This Easter, Gaza's Christian community is on the brink of extinction

This Easter, Gaza's Christian community is on the brink of extinction
Israel's war threatens the world's oldest Christian community. But Western powers who pay lip service to religious minorities are silent, writes Khalil Sayegh.
7 min read
28 Mar, 2024
Gaza's Christian community has survived for over two millennia, with just 800 remaining today. [Getty]

For the first time in its history, Gaza’s Christian community is under threat of extinction.

Gaza is home to one of the oldest Christian communities in the world, dating back to the first century, and the third oldest church in the world. Despite constant threats to survival, the community has persisted for two millennia.

But now, extinction may be unavoidable this time due to Israel’s indiscriminate war and imposed famine, which has killed more than 32,000 Palestinians in Gaza. There are only about 800 Christians left in Gaza.

The Western world, which often champions the rights of the religious minorities in the region, is eerily silent.

Since the beginning of the Israeli attack on Gaza, the small Christian minority has been impacted in the same way as their fellow Palestinians. Most Christians have historically lived in Gaza City, an area, like other parts of north Gaza, that was systematically targeted at the very beginning of the war and is currently suffering from a lack of access to food and aid.

Although there is no reliable estimate on the number of Christian homes fully or partially destroyed, the Christians sheltering at the churches indicate to me that Israel has destroyed some 80% of their houses and killed more than 3% of the population.

"While all Palestinians in Gaza are facing a genocidal attack, the Christian community is particularly vulnerable due to its small size and the disproportionate number of casualties"

The displacement comes full circle

The experience of lost lives and livelihoods is reminiscent of our experience during the Nakba: the majority of Christians in Gaza are from families who survived ethnic cleansing in 1948. Those families, forced out of Lod, Jaffa, Majdal, among other places, eventually found shelter with those originally from Gaza City.

Like the rest of the Palestinians in Gaza, they had to experience forced displacement again during this war, sheltering in the only two churches, the Greek-Orthodox Saint Pyrophorus and the Catholic Holy Family, and attempting to find temporary sanctuary.

But even these historic churches were not able to protect them from Israel’s assaults.
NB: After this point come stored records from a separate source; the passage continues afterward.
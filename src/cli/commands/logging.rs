use clap::{builder::ValueParser, Arg, Command};

pub const ARG_VERBOSITY: &str = "verbosity";

#[must_use]
pub fn validator_log_level() -> ValueParser {
    ValueParser::from(move |level: &str| -> std::result::Result<u8, String> {
        if let Ok(parsed) = level.parse::<u8>() {
            if parsed <= 5 {
                return Ok(parsed);
            }
        }

        match level.to_lowercase().as_str() {
            "error" => Ok(0),
            "warn" => Ok(1),
            "info" => Ok(2),
            "debug" => Ok(3),
            "trace" => Ok(4),
            _ => Err("invalid log level".to_string()),
        }
    })
}

#[must_use]
pub fn with_args(command: Command) -> Command {
    command.arg(
        Arg::new(ARG_VERBOSITY)
            .short('v')
            .long("verbose")
            .help("Verbosity level: ERROR, WARN, INFO, DEBUG, TRACE (default: ERROR)")
            .env("QUILL_LOG_LEVEL")
            .global(true)
            .action(clap::ArgAction::Count)
            .value_parser(validator_log_level()),
    )
}
//! # Quill
//!
//! `quill` is the identity and access service behind the Quill blogging API.
//! It registers users, verifies passwords, issues bearer tokens and guards the
//! authenticated `/api/user` routes.
//!
//! ## Credentials
//!
//! Passwords become raw Argon2id digests with a per-user random salt. Logins
//! recompute the digest and compare in constant time. Unknown emails and bad
//! passwords are indistinguishable to the caller, including in latency.
//!
//! ## Sessions
//!
//! Each user holds at most one session. The token is 256 bits of OS randomness
//! handed to the client once; the database keeps only its SHA-256. Updating
//! the profile rotates the token, logging out deletes it.
//!
//! ## Schema Snapshot
//!
//! At startup the service reads the Postgres catalog for the configured schema
//! and derives which `user_data` columns a client may edit. Identity and
//! credential columns are never editable. The snapshot lives for the process
//! lifetime; apply migrations with a restart. See `sql/schema.sql`.

pub mod api;
pub mod cli;

#[allow(clippy::doc_markdown, clippy::needless_raw_string_hashes)]
pub mod built_info {
    include!(concat!(env!("OUT_DIR"), "/built.rs"));
}

pub const GIT_COMMIT_HASH: &str = match built_info::GIT_COMMIT_HASH {
    Some(hash) => hash,
    None => "unknown",
};

#[cfg(test)]
mod tests {
    use super::*;

    #[test]
    fn test_git_commit_hash_format() {
        if GIT_COMMIT_HASH == "unknown" {
            // Acceptable in non-git build environments
            return;
        }
        assert!(
            GIT_COMMIT_HASH.chars().all(|c| c.is_ascii_hexdigit()),
            "GIT_COMMIT_HASH should be a hex string, got: {GIT_COMMIT_HASH}"
        );
        assert!(
            GIT_COMMIT_HASH.len() >= 7,
            "GIT_COMMIT_HASH should be at least 7 characters long, got: {GIT_COMMIT_HASH}"
        );
    }
}
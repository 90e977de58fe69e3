//! Shared identity state, built once before the listener binds.

use std::sync::Arc;
use tracing::info;

use super::{
    error::AuthError,
    hasher::CredentialHasher,
    profile::ProfileManager,
    schema::{EditableFields, SchemaSnapshot},
    session::SessionStore,
    storage::IdentityStore,
    token::TokenGenerator,
};

pub struct AuthState {
    pub store: Arc<dyn IdentityStore>,
    pub hasher: CredentialHasher,
    pub sessions: SessionStore,
    pub profiles: ProfileManager,
    pub snapshot: SchemaSnapshot,
    pub fields: EditableFields,
}

impl AuthState {
    /// Snapshot the catalog of `db_schema` and wire the identity components.
    ///
    /// # Errors
    /// Returns [`AuthError::SchemaDiscovery`] if the snapshot cannot be built or
    /// lacks the user or session table. The process must not serve traffic then.
    pub async fn bootstrap(
        store: Arc<dyn IdentityStore>,
        tokens: Arc<dyn TokenGenerator>,
        hasher: CredentialHasher,
        db_schema: &str,
    ) -> Result<Self, AuthError> {
        let snapshot = SchemaSnapshot::build(store.as_ref(), db_schema).await?;
        let fields = EditableFields::from_snapshot(&snapshot)?;
        info!(
            version = fields.version(),
            editable = ?fields.fields(super::storage::USER_TABLE).collect::<Vec<_>>(),
            "Editable user fields resolved"
        );
        Ok(Self::with_fields(store, tokens, hasher, snapshot, fields))
    }

    /// Assemble from an already-known snapshot and allow-list.
    #[must_use]
    pub fn with_fields(
        store: Arc<dyn IdentityStore>,
        tokens: Arc<dyn TokenGenerator>,
        hasher: CredentialHasher,
        snapshot: SchemaSnapshot,
        fields: EditableFields,
    ) -> Self {
        Self {
            sessions: SessionStore::new(store.clone(), tokens),
            profiles: ProfileManager::new(store.clone()),
            store,
            hasher,
            snapshot,
            fields,
        }
    }
}
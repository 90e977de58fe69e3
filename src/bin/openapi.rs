use anyhow::Result;

fn main() -> Result<()> {
    let doc = quill::api::openapi();
    let json = serde_json::to_string_pretty(&doc)?;
    println!("{json}");
    Ok(())
}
On 18 October, an Israeli airstrike targeted a building within Saint Pyrophorus Church compound, killing 18 Palestinian Christians, including women and children.

The strike killed the entire family of Abd and Treq Souri and the three kids of Ramiz Sori and others. It is considered one of the worst massacres of Christians in the region.

The Holy Family Church was equally not immune from the Israeli attacks. Although it did not witness as much damage as the Saint Pyrophorus, its Mother Teresa Convent was also partially destroyed.

Then, on 16 December, Israeli snipers shot and killed a mother and her daughter who were seeking shelter in the church, and shot eight more Christians who attempted to try to help the two women.

In addition to the direct killings by Israel at the churches, other Christians in Gaza have died from lack of access to health care and supplies, as Israel has imposed a complete blockade of humanitarian aid.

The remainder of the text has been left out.